Raina Lowell continuó:
—Mi hija fue secuestrada por Isabelle Everett, finalmente resultó herida y murió tras una reanimación fallida.

Le preguntó a Ethan Everett:
—Entonces, con una mujer así, ¿todavía quieres estar con ella?

Ya había hablado de esto con Ethan Everett antes.

Pero Ethan Everett no lo creyó.

Incluso ahora, Ethan seguía sin creerlo, negándolo inmediatamente:
—Raina, el incidente de Aurora no debería ser obra de Isabelle.

Lo denunciaste antes, si hubiera sido Isabelle, la policía habría ido tras ella hace mucho tiempo.

Raina Lowell se burló fríamente.

¿Este es realmente su hermano?

¿Dónde están su corazón y su mente para su hermana y sobrino?

¡Todo lo que tiene en su corazón es Isabelle Everett!

Raina Lowell no quiso explicarle más, presentándole directamente el video que había grabado.

Ethan Everett tomó el teléfono y lo abrió.

Cuando vio a Isabelle Everett cubriendo dolorosamente sus ojos, llorando y gritando en el video,
no pudo escuchar el diálogo claramente, preguntando ansiosamente a Raina Lowell:
—Hermana, ¿qué le pasa a Isabelle?

¿Dónde está?

¿Está herido su ojo?

Raina Lowell le recordó:
—Si no puedes captar el punto crucial, míralo repetidamente.
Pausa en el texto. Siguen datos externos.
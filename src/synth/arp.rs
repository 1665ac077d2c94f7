use std::f32::consts::TAU;

use super::{midi_to_freq, AUDIBILITY_FLOOR};

/// First fraction of a note slot spent in the linear attack.
const ATTACK_FRACTION: f32 = 0.1;
/// Last fraction of a note slot spent in the linear release.
const RELEASE_START: f32 = 0.8;

const FUNDAMENTAL_GAIN: f32 = 0.3;
const OCTAVE_GAIN: f32 = 0.1;
const LEFT_SPREAD: f32 = 0.8;
const RIGHT_SPREAD: f32 = 0.6;

/// Rhythmic melodic layer: cycles the chord's pitches an octave up at a
/// configurable notes-per-second rate. A note boundary can fall inside a
/// block, so rendering walks sub-segments between boundaries; each note gets
/// a short linear attack and release so consecutive notes never blend into
/// one continuous tone.
#[derive(Debug)]
pub struct ArpLayer {
    phase: f32,
    /// Samples elapsed within the current note slot.
    timer: usize,
    index: usize,
}

impl ArpLayer {
    pub fn new() -> Self {
        Self {
            phase: 0.0,
            timer: 0,
            index: 0,
        }
    }

    /// Mix the arpeggio into an interleaved stereo buffer.
    pub fn render(
        &mut self,
        out: &mut [f32],
        pitches: &[u8],
        volume: f32,
        rate_notes_per_sec: f32,
        sample_rate: f32,
    ) {
        if volume < AUDIBILITY_FLOOR || pitches.is_empty() || !(sample_rate > 0.0) {
            return;
        }
        let rate = if rate_notes_per_sec.is_finite() && rate_notes_per_sec > 0.0 {
            rate_notes_per_sec
        } else {
            return;
        };
        let samples_per_note = ((sample_rate / rate) as usize).max(1);
        let frames = out.len() / 2;

        let mut frame = 0;
        while frame < frames {
            if self.timer >= samples_per_note {
                self.index = (self.index + 1) % pitches.len();
                self.timer = 0;
            }
            let note = pitches[self.index % pitches.len()];
            let freq = midi_to_freq(note) * 2.0;
            let inc = TAU * freq / sample_rate;

            let remaining = samples_per_note - self.timer;
            let run = remaining.min(frames - frame);
            for k in 0..run {
                let progress = (self.timer + k) as f32 / samples_per_note as f32;
                let envelope = if progress < ATTACK_FRACTION {
                    progress / ATTACK_FRACTION
                } else if progress > RELEASE_START {
                    (1.0 - progress) / (1.0 - RELEASE_START)
                } else {
                    1.0
                };
                let sample = self.phase.sin() * FUNDAMENTAL_GAIN
                    + (self.phase * 2.0).sin() * OCTAVE_GAIN;
                let value = sample * envelope * volume;
                out[2 * (frame + k)] += value * LEFT_SPREAD;
                out[2 * (frame + k) + 1] += value * RIGHT_SPREAD;
                self.phase += inc;
            }
            self.phase %= TAU;
            self.timer += run;
            frame += run;
        }
    }

    /// Keep the cursor valid when the pitch list is replaced.
    pub fn on_chord_change(&mut self, pitch_count: usize) {
        if pitch_count > 0 {
            self.index %= pitch_count;
        } else {
            self.index = 0;
        }
    }

    pub fn reset(&mut self) {
        self.phase = 0.0;
        self.timer = 0;
        self.index = 0;
    }
}

impl Default for ArpLayer {
    fn default() -> Self {
        Self::new()
    }
}

#[cfg(test)]
mod tests {
    use super::*;

    const SR: f32 = 48_000.0;

    #[test]
    fn silent_below_floor_and_with_no_pitches() {
        let mut arp = ArpLayer::new();
        let mut buf = vec![0.0f32; 128];
        arp.render(&mut buf, &[60], 0.0, 4.0, SR);
        assert!(buf.iter().all(|&s| s == 0.0));
        arp.render(&mut buf, &[], 0.5, 4.0, SR);
        assert!(buf.iter().all(|&s| s == 0.0));
    }

    #[test]
    fn note_boundaries_fall_to_silence() {
        // One note is 100 samples at 480 notes/sec; render two notes worth
        // and check the envelope reaches zero at each boundary.
        let mut arp = ArpLayer::new();
        let mut buf = vec![0.0f32; 400];
        arp.render(&mut buf, &[60, 64], 1.0, 480.0, SR);
        // Last frame of each note slot has progress 0.99 -> envelope 0.05.
        let boundary = buf[2 * 99].abs().max(buf[2 * 99 + 1].abs());
        assert!(boundary < 0.05, "note should decay into the boundary: {boundary}");
    }

    #[test]
    fn cursor_wraps_when_chord_shrinks() {
        let mut arp = ArpLayer::new();
        let mut buf = vec![0.0f32; 4096];
        arp.render(&mut buf, &[60, 64, 67], 0.5, 100.0, SR);
        arp.on_chord_change(1);
        assert_eq!(arp.index, 0);
        // Rendering with the shorter list must not panic.
        arp.render(&mut buf, &[72], 0.5, 100.0, SR);
    }

    #[test]
    fn split_render_matches_whole_render() {
        let pitches = [60u8, 64, 67];
        let mut whole = ArpLayer::new();
        let mut buf_whole = vec![0.0f32; 512];
        whole.render(&mut buf_whole, &pitches, 0.5, 6.0, SR);

        let mut split = ArpLayer::new();
        let mut buf_split = vec![0.0f32; 512];
        let (a, b) = buf_split.split_at_mut(256);
        split.render(a, &pitches, 0.5, 6.0, SR);
        split.render(b, &pitches, 0.5, 6.0, SR);

        for (x, y) in buf_whole.iter().zip(buf_split.iter()) {
            assert!((x - y).abs() < 1e-4);
        }
    }
}
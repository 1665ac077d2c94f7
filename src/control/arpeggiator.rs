use rand::rngs::SmallRng;
use rand::Rng;

/// Pattern the arpeggiator walks through the current pitch set.
#[derive(Debug, Clone, Copy, PartialEq, Eq)]
pub enum ArpMode {
    Up,
    Down,
    UpDown,
    Random,
    Off,
}

impl ArpMode {
    pub fn from_name(name: &str) -> Result<Self, String> {
        match name {
            "up" => Ok(ArpMode::Up),
            "down" => Ok(ArpMode::Down),
            "updown" | "up-down" => Ok(ArpMode::UpDown),
            "random" => Ok(ArpMode::Random),
            "off" => Ok(ArpMode::Off),
            other => Err(format!("unknown arpeggio mode '{other}'")),
        }
    }

    pub fn name(&self) -> &'static str {
        match self {
            ArpMode::Up => "up",
            ArpMode::Down => "down",
            ArpMode::UpDown => "updown",
            ArpMode::Random => "random",
            ArpMode::Off => "off",
        }
    }
}

/// Cycles the current chord's pitches in a fixed pattern.
///
/// The pitch set is replaced wholesale (sorted ascending) on every chord
/// assignment, and both a chord assignment and a mode switch reset the
/// cursor, so no stale position ever survives either event. The up-down
/// bounce is an explicit ascending/descending machine; a boundary pitch is
/// never emitted twice in a row.
#[derive(Debug)]
pub struct Arpeggiator {
    mode: ArpMode,
    gate: f32,
    pitches: Vec<u8>,
    index: usize,
    ascending: bool,
    rng: SmallRng,
}

impl Arpeggiator {
    pub fn new(mode: ArpMode, gate: f32, rng: SmallRng) -> Self {
        Self {
            mode,
            gate: clamp_gate(gate),
            pitches: Vec::new(),
            index: 0,
            ascending: true,
            rng,
        }
    }

    pub fn mode(&self) -> ArpMode {
        self.mode
    }

    /// Fraction of the note slot a pitch is held for.
    pub fn gate(&self) -> f32 {
        self.gate
    }

    pub fn set_gate(&mut self, gate: f32) {
        self.gate = clamp_gate(gate);
    }

    pub fn set_mode(&mut self, mode: ArpMode) {
        self.mode = mode;
        self.reset();
    }

    pub fn set_chord(&mut self, pitches: &[u8]) {
        self.pitches = pitches.to_vec();
        self.pitches.sort_unstable();
        self.reset();
    }

    fn reset(&mut self) {
        self.ascending = true;
        self.index = match self.mode {
            ArpMode::Down => self.pitches.len().saturating_sub(1),
            _ => 0,
        };
    }

    /// Emit the pitch at the cursor and advance it, or `None` when off or
    /// the pitch set is empty.
    pub fn next_pitch(&mut self) -> Option<u8> {
        let len = self.pitches.len();
        if self.mode == ArpMode::Off || len == 0 {
            return None;
        }
        if self.mode == ArpMode::Random {
            return Some(self.pitches[self.rng.random_range(0..len)]);
        }

        let pitch = self.pitches[self.index.min(len - 1)];
        match self.mode {
            ArpMode::Up => {
                self.index = (self.index + 1) % len;
            }
            ArpMode::Down => {
                self.index = if self.index == 0 { len - 1 } else { self.index - 1 };
            }
            ArpMode::UpDown => {
                if len > 1 {
                    if self.ascending {
                        if self.index + 1 >= len {
                            self.ascending = false;
                            self.index = len - 2;
                        } else {
                            self.index += 1;
                        }
                    } else if self.index == 0 {
                        self.ascending = true;
                        self.index = 1;
                    } else {
                        self.index -= 1;
                    }
                }
            }
            ArpMode::Random | ArpMode::Off => {}
        }
        Some(pitch)
    }
}

fn clamp_gate(gate: f32) -> f32 {
    if gate.is_finite() {
        gate.clamp(0.05, 1.0)
    } else {
        0.9
    }
}
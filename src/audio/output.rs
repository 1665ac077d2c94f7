use std::sync::atomic::{AtomicBool, Ordering};
use std::time::Duration;

use cpal::traits::{DeviceTrait, HostTrait, StreamTrait};
use ringbuf::traits::*;
use ringbuf::{HeapProd, HeapRb};
use tracing::{error, info};

/// Connection to the default output device. The stream callback pulls
/// interleaved stereo frames from a heap ring buffer; an underrun plays
/// silence rather than stale data.
pub struct AudioOutput {
    stream: Option<cpal::Stream>,
    pub config: cpal::StreamConfig,
}

impl AudioOutput {
    /// Open the device and start the stream; returns the producer the
    /// render worker pushes into.
    pub fn open(sample_rate: u32, latency_ms: f32) -> Result<(Self, HeapProd<f32>), String> {
        let host = cpal::default_host();
        let device = host
            .default_output_device()
            .ok_or_else(|| "no default output device".to_string())?;

        let config = cpal::StreamConfig {
            channels: 2,
            sample_rate: cpal::SampleRate(sample_rate),
            buffer_size: cpal::BufferSize::Default,
        };

        let latency_frames = ((sample_rate as f32 * latency_ms / 1000.0) as usize).max(256);
        let rb = HeapRb::<f32>::new(latency_frames * 2 * 10);
        let (prod, mut cons) = rb.split();

        let stream = device
            .build_output_stream(
                &config,
                move |data: &mut [f32], _: &cpal::OutputCallbackInfo| {
                    let filled = cons.pop_slice(data);
                    if filled < data.len() {
                        data[filled..].fill(0.0);
                    }
                },
                |err| error!("audio stream error: {err}"),
                None,
            )
            .map_err(|err| format!("failed to build output stream: {err}"))?;
        stream
            .play()
            .map_err(|err| format!("failed to start output stream: {err}"))?;
        info!(sample_rate, "audio output started");

        Ok((
            Self {
                stream: Some(stream),
                config,
            },
            prod,
        ))
    }

    pub fn stop(&mut self) {
        self.stream.take();
    }

    /// Push a whole block, backing off briefly while the ring is full.
    /// Bails out when `stop` is raised so shutdown never spins here.
    pub fn push_samples(prod: &mut HeapProd<f32>, samples: &[f32], stop: &AtomicBool) {
        let mut offset = 0;
        while offset < samples.len() {
            offset += prod.push_slice(&samples[offset..]);
            if offset < samples.len() {
                if stop.load(Ordering::Relaxed) {
                    return;
                }
                std::thread::sleep(Duration::from_micros(200));
            }
        }
    }
}

impl Drop for AudioOutput {
    fn drop(&mut self) {
        self.stream.take();
    }
}
use clap::Parser;

#[derive(Parser, Debug, Clone)]
#[command(author, version, about)]
pub struct Args {
    /// Play audio in realtime
    #[arg(long, default_value_t = true, num_args = 0..=1, default_missing_value = "true")]
    pub play: bool,

    /// Write rendered audio to a wav file
    #[arg(long)]
    pub wav: Option<String>,

    /// Path to config TOML
    #[arg(long, default_value = "config.toml")]
    pub config: String,

    /// Key for the harmonizer, e.g. C, F#, Bb (overrides config)
    #[arg(long)]
    pub key: Option<String>,

    /// Reharmonization preset to apply at startup (overrides config)
    #[arg(long)]
    pub preset: Option<String>,

    /// Enable adaptive tension weights
    #[arg(long, default_value_t = false)]
    pub adaptive: bool,

    /// Arpeggio mode: up, down, updown, random, off (overrides config)
    #[arg(long)]
    pub arp_mode: Option<String>,

    /// Beats per minute (overrides config)
    #[arg(long)]
    pub bpm: Option<f32>,

    /// Drive the probability with a slow oscillation instead of external input
    #[arg(long, default_value_t = false)]
    pub demo: bool,

    /// Seconds to run before exiting (0 = run until Ctrl-C)
    #[arg(long, default_value_t = 0.0)]
    pub duration: f32,
}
Sintiendo que incluso su hermano estaba más allá de la salvación, no queriendo quedarse con él por más tiempo, se levantó y se fue.

Ethan Everett volvió a ver el video.

Viendo a Isabelle Everett admitir el secuestro de Aurora y causar la muerte del Viejo Maestro Grant,
se levantó apresuradamente para perseguir a Raina Lowell para explicar:
—Hermana, es imposible.

Debe estar con dolor y lo confesó solo para molestarte.
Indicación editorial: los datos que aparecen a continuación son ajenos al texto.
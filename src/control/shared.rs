use std::sync::atomic::{AtomicU32, Ordering};
use std::sync::Arc;

use crossbeam_channel::{Sender, TrySendError};
use tracing::trace;

use crate::config::ControlCurve;
use crate::harmony::chord::Quality;
use crate::harmony::presets;

/// Manual filter override bounds, Hz.
pub const CUTOFF_MIN_HZ: f32 = 100.0;
pub const CUTOFF_MAX_HZ: f32 = 8000.0;

/// Single f32 cell with atomic bit-cast storage. A one-block-stale read is
/// inaudible, so relaxed ordering is all these need.
#[derive(Debug)]
pub struct AtomicF32(AtomicU32);

impl AtomicF32 {
    pub fn new(value: f32) -> Self {
        Self(AtomicU32::new(value.to_bits()))
    }

    pub fn store(&self, value: f32) {
        self.0.store(value.to_bits(), Ordering::Relaxed);
    }

    pub fn load(&self) -> f32 {
        f32::from_bits(self.0.load(Ordering::Relaxed))
    }
}

/// Scalar state shared between the inbound apply path, the control loop and
/// the render worker. Each field is a single atomic value; the composite
/// pitch list travels separately as a [`ChordFrame`] so it can never tear.
#[derive(Debug)]
pub struct SharedParams {
    pub probability: AtomicF32,
    /// 0 = rest, 1 = active imagery.
    pub state: AtomicU32,
    pub pad_target: AtomicF32,
    pub arp_target: AtomicF32,
    pub cutoff_target: AtomicF32,
}

impl SharedParams {
    pub fn new(curve: &ControlCurve) -> Self {
        Self {
            probability: AtomicF32::new(0.0),
            state: AtomicU32::new(0),
            pad_target: AtomicF32::new(curve.pad_level),
            arp_target: AtomicF32::new(0.0),
            cutoff_target: AtomicF32::new(curve.cutoff_max_hz),
        }
    }
}

/// One atomic publish of chord and pitch state. The pitch list is shared by
/// reference and replaced wholesale, never edited in place.
#[derive(Debug, Clone)]
pub struct ChordFrame {
    pub root: u8,
    pub quality: Quality,
    pub probability: f32,
    pub pitches: Arc<[u8]>,
}

/// Inbound control messages. Transport is someone else's problem; an OSC or
/// IPC layer translates into these and calls [`ControlHandle::apply`].
#[derive(Debug, Clone)]
pub enum ControlMsg {
    Chord(ChordFrame),
    Probability(f32),
    State(u8),
    PadVolume(f32),
    ArpVolume(f32),
    FilterCutoff(f32),
    Preset(String),
}

/// Outbound notifications for logging/transport subscribers. Delivery is
/// best-effort; the core never blocks on a slow consumer.
#[derive(Debug, Clone)]
pub enum EngineEvent {
    ChordChosen {
        root: u8,
        quality: Quality,
        pitches: Arc<[u8]>,
    },
    NoteEmitted {
        pitch: u8,
        velocity: u8,
    },
}

/// Entry point for external control. Scalars land in [`SharedParams`];
/// chords and presets are forwarded to their consumers over bounded
/// channels.
#[derive(Clone)]
pub struct ControlHandle {
    params: Arc<SharedParams>,
    curve: ControlCurve,
    chord_tx: Sender<ChordFrame>,
    preset_tx: Sender<String>,
}

impl ControlHandle {
    pub fn new(
        params: Arc<SharedParams>,
        curve: ControlCurve,
        chord_tx: Sender<ChordFrame>,
        preset_tx: Sender<String>,
    ) -> Self {
        Self {
            params,
            curve,
            chord_tx,
            preset_tx,
        }
    }

    pub fn apply(&self, msg: ControlMsg) -> Result<(), String> {
        match msg {
            ControlMsg::Probability(p) => {
                let p = if p.is_finite() { p.clamp(0.0, 1.0) } else { 0.0 };
                self.params.probability.store(p);
                self.params.pad_target.store(self.curve.pad_level * (1.0 - p));
                self.params.arp_target.store(self.curve.arp_level * p);
                self.params.cutoff_target.store(
                    self.curve.cutoff_min_hz
                        + p * (self.curve.cutoff_max_hz - self.curve.cutoff_min_hz),
                );
                Ok(())
            }
            ControlMsg::State(s) => {
                self.params.state.store(u32::from(s.min(1)), Ordering::Relaxed);
                Ok(())
            }
            ControlMsg::PadVolume(v) => {
                self.params.pad_target.store(clamp_volume(v));
                Ok(())
            }
            ControlMsg::ArpVolume(v) => {
                self.params.arp_target.store(clamp_volume(v));
                Ok(())
            }
            ControlMsg::FilterCutoff(hz) => {
                let hz = if hz.is_finite() {
                    hz.clamp(CUTOFF_MIN_HZ, CUTOFF_MAX_HZ)
                } else {
                    CUTOFF_MAX_HZ
                };
                self.params.cutoff_target.store(hz);
                Ok(())
            }
            ControlMsg::Chord(frame) => {
                if let Err(TrySendError::Full(_)) = self.chord_tx.try_send(frame) {
                    trace!("chord channel full, frame dropped");
                }
                Ok(())
            }
            ControlMsg::Preset(name) => {
                // Validate here so the caller hears about a bad name; the
                // control loop then only ever applies known presets.
                presets::lookup(&name)?;
                if let Err(TrySendError::Full(_)) = self.preset_tx.try_send(name) {
                    trace!("preset channel full, request dropped");
                }
                Ok(())
            }
        }
    }
}

fn clamp_volume(v: f32) -> f32 {
    if v.is_finite() {
        v.clamp(0.0, 1.0)
    } else {
        0.0
    }
}

#[cfg(test)]
mod tests {
    use super::*;
    use crossbeam_channel::bounded;

    fn handle() -> (ControlHandle, Arc<SharedParams>) {
        let curve = ControlCurve::default();
        let params = Arc::new(SharedParams::new(&curve));
        let (chord_tx, _chord_rx) = bounded(8);
        let (preset_tx, _preset_rx) = bounded(4);
        (
            ControlHandle::new(params.clone(), curve, chord_tx, preset_tx),
            params,
        )
    }

    #[test]
    fn atomic_f32_round_trips() {
        let cell = AtomicF32::new(0.25);
        assert_eq!(cell.load(), 0.25);
        cell.store(-3.5);
        assert_eq!(cell.load(), -3.5);
    }

    #[test]
    fn probability_maps_through_the_curve() {
        let (handle, params) = handle();
        handle.apply(ControlMsg::Probability(0.5)).unwrap();
        assert!((params.pad_target.load() - 0.4).abs() < 1e-6);
        assert!((params.arp_target.load() - 0.3).abs() < 1e-6);
        assert!((params.cutoff_target.load() - 5000.0).abs() < 1e-3);
    }

    #[test]
    fn probability_is_clamped_and_nan_safe() {
        let (handle, params) = handle();
        handle.apply(ControlMsg::Probability(4.0)).unwrap();
        assert_eq!(params.probability.load(), 1.0);
        handle.apply(ControlMsg::Probability(f32::NAN)).unwrap();
        assert_eq!(params.probability.load(), 0.0);
    }

    #[test]
    fn manual_overrides_respect_bounds() {
        let (handle, params) = handle();
        handle.apply(ControlMsg::PadVolume(2.0)).unwrap();
        assert_eq!(params.pad_target.load(), 1.0);
        handle.apply(ControlMsg::FilterCutoff(20.0)).unwrap();
        assert_eq!(params.cutoff_target.load(), CUTOFF_MIN_HZ);
        handle.apply(ControlMsg::FilterCutoff(99_999.0)).unwrap();
        assert_eq!(params.cutoff_target.load(), CUTOFF_MAX_HZ);
    }

    #[test]
    fn unknown_preset_is_rejected_at_the_boundary() {
        let (handle, _params) = handle();
        let err = handle
            .apply(ControlMsg::Preset("ambient".to_string()))
            .unwrap_err();
        assert!(err.contains("ambient"));
    }
}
Isabelle tiene buen corazón, ella no…

Raina Lowell no pudo soportarlo más, se volvió para enfrentar a Ethan Everett, levantando la mano para darle una fuerte bofetada.
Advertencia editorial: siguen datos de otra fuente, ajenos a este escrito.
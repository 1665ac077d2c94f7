use std::collections::HashMap;

use super::chord::{Chord, Extension, Quality};

/// Tension values are clamped into [0, TENSION_MAX].
pub const TENSION_MAX: f32 = 10.0;

/// No component weight may fall below this floor.
pub const MIN_WEIGHT: f32 = 0.1;

/// Memo entries beyond this are discarded wholesale before inserting more.
const CACHE_CAPACITY: usize = 8192;

/// Position of each pitch class on the cycle of fifths, C at 0. The mapping
/// pc -> position is an involution, so the same table inverts itself.
const FIFTHS_POS: [u8; 12] = [0, 7, 2, 9, 4, 11, 6, 1, 8, 3, 10, 5];

/// Minimal step count between two pitch classes around the cycle of fifths,
/// in either direction. Symmetric, zero for equal inputs, at most 6.
pub fn fifths_distance(a: u8, b: u8) -> u8 {
    let ia = FIFTHS_POS[(a % 12) as usize] as i32;
    let ib = FIFTHS_POS[(b % 12) as usize] as i32;
    let cw = (ib - ia).rem_euclid(12) as u8;
    cw.min(12 - cw)
}

/// Base dissonance per quality.
pub fn quality_weight(quality: Quality) -> f32 {
    match quality {
        Quality::Maj | Quality::Sus2 | Quality::Sus4 => 0.0,
        Quality::Min => 1.0,
        Quality::Dom7 => 2.0,
        Quality::Maj7 | Quality::Min7 => 2.5,
        Quality::Aug => 3.0,
        Quality::Dim => 4.0,
    }
}

/// Diatonic extensions add 0.5 each, altered extensions 1.0 each.
pub fn extension_complexity(extensions: &[Extension]) -> f32 {
    extensions
        .iter()
        .map(|e| if e.is_altered() { 1.0 } else { 0.5 })
        .sum()
}

/// Component weights for the tension sum, floor-clamped on construction.
#[derive(Debug, Clone, Copy, PartialEq)]
pub struct TensionWeights {
    quality: f32,
    extension: f32,
    distance: f32,
}

impl TensionWeights {
    pub fn new(quality: f32, extension: f32, distance: f32) -> Self {
        Self {
            quality: floor_weight(quality),
            extension: floor_weight(extension),
            distance: floor_weight(distance),
        }
    }

    pub fn quality(&self) -> f32 {
        self.quality
    }

    pub fn extension(&self) -> f32 {
        self.extension
    }

    pub fn distance(&self) -> f32 {
        self.distance
    }
}

impl Default for TensionWeights {
    fn default() -> Self {
        Self::new(1.5, 1.0, 1.2)
    }
}

fn floor_weight(w: f32) -> f32 {
    if w.is_finite() {
        w.max(MIN_WEIGHT)
    } else {
        MIN_WEIGHT
    }
}

/// Weighted dissonance score with an explicit memo table.
///
/// The cache is keyed by (previous root, chord) under the current weight set
/// and is discarded in full whenever the weights change, so a stale value is
/// never served.
#[derive(Debug)]
pub struct TensionEngine {
    weights: TensionWeights,
    cache: HashMap<(u8, Chord), f32>,
}

impl TensionEngine {
    pub fn new(weights: TensionWeights) -> Self {
        Self {
            weights,
            cache: HashMap::new(),
        }
    }

    pub fn weights(&self) -> TensionWeights {
        self.weights
    }

    pub fn set_weights(&mut self, weights: TensionWeights) {
        self.weights = weights;
        self.invalidate();
    }

    pub fn invalidate(&mut self) {
        self.cache.clear();
    }

    /// Tension of `chord` heard after a chord rooted at `prev_root`.
    pub fn tension(&mut self, prev_root: u8, chord: &Chord) -> f32 {
        let key = (prev_root % 12, chord.clone());
        if let Some(&t) = self.cache.get(&key) {
            return t;
        }
        let q = quality_weight(chord.quality);
        let e = extension_complexity(chord.extensions());
        let r = fifths_distance(prev_root, chord.root()) as f32;
        let t = (self.weights.quality * q + self.weights.extension * e + self.weights.distance * r)
            .clamp(0.0, TENSION_MAX);
        if self.cache.len() >= CACHE_CAPACITY {
            self.cache.clear();
        }
        self.cache.insert(key, t);
        t
    }

    #[cfg(test)]
    pub(crate) fn cached_entries(&self) -> usize {
        self.cache.len()
    }
}

#[cfg(test)]
mod tests {
    use super::*;

    #[test]
    fn fifths_distance_is_symmetric_and_bounded() {
        for a in 0..12u8 {
            assert_eq!(fifths_distance(a, a), 0);
            for b in 0..12u8 {
                assert_eq!(fifths_distance(a, b), fifths_distance(b, a));
                assert!(fifths_distance(a, b) <= 6);
            }
        }
    }

    #[test]
    fn fifths_distance_known_pairs() {
        // C-G is one fifth, C-D two, C-F# the tritone at the far side.
        assert_eq!(fifths_distance(0, 7), 1);
        assert_eq!(fifths_distance(0, 2), 2);
        assert_eq!(fifths_distance(0, 6), 6);
        assert_eq!(fifths_distance(0, 5), 1);
    }

    #[test]
    fn weights_floor_at_minimum() {
        let w = TensionWeights::new(-1.0, 0.0, f32::NAN);
        assert_eq!(w.quality(), MIN_WEIGHT);
        assert_eq!(w.extension(), MIN_WEIGHT);
        assert_eq!(w.distance(), MIN_WEIGHT);
    }

    #[test]
    fn tension_is_cached_until_weights_change() {
        let mut engine = TensionEngine::new(TensionWeights::default());
        let chord = Chord::new(7, Quality::Dom7);
        let t1 = engine.tension(0, &chord);
        assert_eq!(engine.cached_entries(), 1);
        assert_eq!(engine.tension(0, &chord), t1);
        assert_eq!(engine.cached_entries(), 1);

        engine.set_weights(TensionWeights::new(3.0, 1.0, 1.2));
        assert_eq!(engine.cached_entries(), 0);
        let t2 = engine.tension(0, &chord);
        assert!(t2 > t1);
    }

    #[test]
    fn tension_stays_in_range() {
        let mut engine = TensionEngine::new(TensionWeights::new(10.0, 10.0, 10.0));
        for root in 0..12u8 {
            for quality in Quality::ALL {
                let chord = Chord::new(root, quality)
                    .with_extensions(&[super::Extension::FlatNine, super::Extension::Thirteen]);
                let t = engine.tension(0, &chord);
                assert!((0.0..=TENSION_MAX).contains(&t), "{t} out of range");
            }
        }
    }
}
La bofetada dejó a Ethan Everett silencioso e inmóvil.

Raina Lowell lo miró con odio, sintiéndose fría y decepcionada.

—La evidencia está justo frente a ti, pero aún la defiendes; Ethan Everett, tu sobrino también murió, ¿por qué tu mente está llena solamente de esa mujer?

Ethan Everett bajó la cabeza, el teléfono en su mano todavía reproduciendo la conversación entre Isabelle Everett y Raina Lowell.

No era reacio a aceptar que Isabelle Everett había cometido asesinato.

Solo que aceptarlo significaría que su vida con esa mujer sería imposible.

En su corazón, todavía no podía dejar ir a esa mujer.

Raina Lowell ya no ocultó sus intenciones, le dijo a Ethan Everett:
—No dejaré ir a Isabelle Everett, quiero que acompañe a mi hija en la tumba.

Si sientes lástima por ella y quieres ayudarla, entonces Ethan Everett, seremos enemigos.